What needs to be done
Among the entries, find the lines with the string "struct" and report them.

Extracted data
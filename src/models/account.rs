//! Account as seen by plugins

use serde::{Deserialize, Serialize};

use crate::blockchains::Blockchain;
use crate::models::Network;

/// Default permission used when signing
pub const DEFAULT_AUTHORITY: &str = "active";

/// A name/address bound to a network and a public key.
///
/// Owned by the caller; plugins only read it.
#[derive(Debug, Clone, PartialEq, Eq, Serialize, Deserialize)]
#[serde(rename_all = "camelCase")]
pub struct Account {
    pub name: String,
    pub public_key: String,
    pub authority: String,
    pub network: Network,
}

impl Account {
    pub fn new(name: &str, public_key: &str, network: Network) -> Self {
        Self {
            name: name.to_string(),
            public_key: public_key.to_string(),
            authority: DEFAULT_AUTHORITY.to_string(),
            network,
        }
    }

    pub fn blockchain(&self) -> &Blockchain {
        &self.network.blockchain
    }

    /// The identifier transactions are sent from: the name, or the key for
    /// key-addressed accounts
    pub fn sendable(&self) -> &str {
        if self.name.is_empty() {
            &self.public_key
        } else {
            &self.name
        }
    }
}

/// The public shape of an account handed to dapps
#[derive(Debug, Clone, PartialEq, Eq, Serialize, Deserialize)]
pub struct ReturnableAccount {
    pub name: String,
    pub address: String,
    pub blockchain: Blockchain,
}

Output of the exercise
pub struct Account {
pub struct ReturnableAccount {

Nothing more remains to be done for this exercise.